*Task statement*
Report back each line of the records that contains the string "waited".

[Collected data]
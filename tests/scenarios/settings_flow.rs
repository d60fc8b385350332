//! Test: open Settings - a DirectHit start node followed by an OCR click

use crate::helpers::*;
use std::time::Duration;
use uiflow::core::{
    Action, ActionOutcome, ErrorKind, Match, PipelineNode, Point, Recognition,
    RecognitionOutcome, Rect, Target,
};
use uiflow::execution::ExecutionEvent;

const SETTINGS_FLOW: &str = r#"{
    "Start": {
        "recognition": "DirectHit",
        "action": "DoNothing",
        "next": ["Click"]
    },
    "Click": {
        "recognition": "OCR",
        "expected": "Settings",
        "action": "Click",
        "next": []
    }
}"#;

fn settings_ocr() -> ScreenOcr {
    ScreenOcr::new()
        .with_text(HOME, "Clock", Rect::new(100, 60, 30, 10))
        .with_text(HOME, "Settings", Rect::new(10, 10, 40, 10))
}

/// Text at x 10..50, y 10..20 is clicked at its centre
#[tokio::test(start_paused = true)]
async fn test_click_matched_text() {
    let device = FakeController::android("emulator-5554");
    device.show(HOME);
    let h = Harness::new(device.clone(), settings_ocr(), test_settings());

    let result = h.run(SETTINGS_FLOW, "Start").await;

    assert_succeeded(&result);
    assert_visited(&result, &["Start", "Click"]);
    assert!(result.trace.iter().all(|o| o.succeeded()));

    let click = &result.trace[1];
    assert_eq!(
        click.recognition,
        RecognitionOutcome::Matched {
            attempts: 1,
            found: Match::text(Rect::new(10, 10, 40, 10), "Settings", 0.9),
        }
    );
    assert_eq!(
        click.action,
        ActionOutcome::Dispatched {
            kind: uiflow::core::ActionKind::Click,
            points: vec![Point::new(30, 15)],
        }
    );

    // Start needs no capture; Click takes exactly one
    assert_eq!(device.captures(), 1);
    assert_eq!(device.inputs(), vec![Call::Click(Point::new(30, 15))]);
}

#[tokio::test(start_paused = true)]
async fn test_missing_text_times_out_at_click() {
    let device = FakeController::android("emulator-5554");
    device.show(BLANK);
    let h = Harness::new(device.clone(), settings_ocr(), test_settings());

    let result = h.run(SETTINGS_FLOW, "Start").await;

    assert_failed(&result, "Click", ErrorKind::NodeTimeout);
    let succeeded: Vec<&str> = result
        .trace
        .iter()
        .filter(|o| o.succeeded())
        .map(|o| o.node.as_str())
        .collect();
    assert_eq!(succeeded, vec!["Start"]);

    // 300ms budget polled every 100ms
    let click = &result.trace[1];
    assert_eq!(click.recognition, RecognitionOutcome::NotMatched { attempts: 3 });
    assert_eq!(click.action, ActionOutcome::Skipped);
    assert_eq!(
        click.error.as_ref().map(|e| e.kind),
        Some(ErrorKind::RecognitionFailed)
    );
    assert_eq!(device.captures(), 3);
    assert!(device.inputs().is_empty());
}

#[tokio::test(start_paused = true)]
async fn test_text_appearing_late_is_retried() {
    let device = FakeController::android("emulator-5554");
    device.script([Ok(BLANK), Ok(BLANK), Ok(HOME)]);
    let h = Harness::new(device.clone(), settings_ocr(), test_settings());

    let started = tokio::time::Instant::now();
    let result = h.run(SETTINGS_FLOW, "Start").await;

    assert_succeeded(&result);
    assert_eq!(result.trace[1].recognition.attempts(), 3);
    // Two backoff waits between three captures
    let waited = started.elapsed();
    assert!(waited >= Duration::from_millis(200) && waited < Duration::from_millis(300));
}

#[tokio::test(start_paused = true)]
async fn test_direct_hit_never_captures() {
    let device = FakeController::android("emulator-5554");
    let h = Harness::new(device.clone(), ScreenOcr::new(), test_settings());

    let json = r#"{
        "Tap": {"action": "Click", "target": [5, 5], "next": ["Back"]},
        "Back": {"action": "PressKey", "key": 4}
    }"#;
    let started = tokio::time::Instant::now();
    let result = h.run(json, "Tap").await;

    assert_succeeded(&result);
    assert_eq!(started.elapsed(), Duration::ZERO);
    assert_eq!(device.captures(), 0);
    assert_eq!(h.ocr.detections(), 0);
    assert_eq!(h.ocr.loads(), 0);
    assert_eq!(
        device.inputs(),
        vec![
            Call::Click(Point::new(5, 5)),
            Call::Key(4, Duration::from_millis(50)),
        ]
    );
}

#[tokio::test(start_paused = true)]
async fn test_events_follow_the_run() {
    let device = FakeController::android("emulator-5554");
    device.show(HOME);
    let h = Harness::new(device, settings_ocr(), test_settings());

    let result = h.run(SETTINGS_FLOW, "Start").await;
    assert_succeeded(&result);

    let names: Vec<String> = h
        .events()
        .iter()
        .map(|e| match e {
            ExecutionEvent::RunStarted { entry, .. } => format!("started {}", entry),
            ExecutionEvent::NodeEntered { node, .. } => format!("enter {}", node),
            ExecutionEvent::AttemptMissed { node, .. } => format!("miss {}", node),
            ExecutionEvent::NodeMatched { node, .. } => format!("match {}", node),
            ExecutionEvent::ActionDispatched { node, action, .. } => {
                format!("{} {}", action, node)
            }
            ExecutionEvent::NodeExhausted { node, .. } => format!("exhausted {}", node),
            ExecutionEvent::RunFinished { status, .. } => format!("finished {}", status),
        })
        .collect();

    assert_eq!(
        names,
        vec![
            "started Start",
            "enter Start",
            "match Start",
            "DoNothing Start",
            "enter Click",
            "match Click",
            "Click Click",
            "finished Completed",
        ]
    );
    assert!(h
        .events()
        .iter()
        .all(|e| event_run_id(e) == result.run_id));
}

fn event_run_id(event: &ExecutionEvent) -> uuid::Uuid {
    match event {
        ExecutionEvent::RunStarted { run_id, .. }
        | ExecutionEvent::NodeEntered { run_id, .. }
        | ExecutionEvent::AttemptMissed { run_id, .. }
        | ExecutionEvent::NodeMatched { run_id, .. }
        | ExecutionEvent::ActionDispatched { run_id, .. }
        | ExecutionEvent::NodeExhausted { run_id, .. }
        | ExecutionEvent::RunFinished { run_id, .. } => *run_id,
    }
}

#[tokio::test(start_paused = true)]
async fn test_run_single_node() {
    let device = FakeController::android("emulator-5554");
    let h = Harness::new(device.clone(), ScreenOcr::new(), test_settings());

    let node = PipelineNode::new(Recognition::DirectHit, Action::click_at(3, 4));
    let result = h
        .engine
        .run_node(h.controller_id.clone(), "Click", node)
        .await
        .unwrap();

    assert_succeeded(&result);
    assert_eq!(result.pipeline_name, "Click");
    assert_eq!(device.inputs(), vec![Call::Click(Point::new(3, 4))]);
}

#[tokio::test(start_paused = true)]
async fn test_single_node_double_click() {
    let device = FakeController::android("emulator-5554");
    let h = Harness::new(device.clone(), ScreenOcr::new(), test_settings());

    let node = PipelineNode::new(
        Recognition::DirectHit,
        Action::DoubleClick {
            target: Target::Point(Point::new(5, 6)),
            button: 0,
        },
    );
    let result = h
        .engine
        .run_node(h.controller_id.clone(), "DoubleClick", node)
        .await
        .unwrap();

    assert_succeeded(&result);
    assert_eq!(
        device.inputs(),
        vec![Call::Click(Point::new(5, 6)), Call::Click(Point::new(5, 6))]
    );
}

#[tokio::test(start_paused = true)]
async fn test_swipe_is_one_gesture() {
    let device = FakeController::android("emulator-5554");
    device.show(HOME);
    let h = Harness::new(device.clone(), settings_ocr(), test_settings());

    let json = r#"{
        "Open": {
            "recognition": "OCR",
            "expected": "Settings",
            "action": "Swipe",
            "begin": true,
            "end": [30, 90],
            "duration": 400
        }
    }"#;
    let result = h.run(json, "Open").await;

    assert_succeeded(&result);
    assert_eq!(
        device.inputs(),
        vec![Call::Swipe(
            Point::new(30, 15),
            Point::new(30, 90),
            Duration::from_millis(400)
        )]
    );
}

*Response for this exercise*
    let waited = started.elapsed();
    assert!(waited >= Duration::from_millis(200) && waited < Duration::from_millis(300));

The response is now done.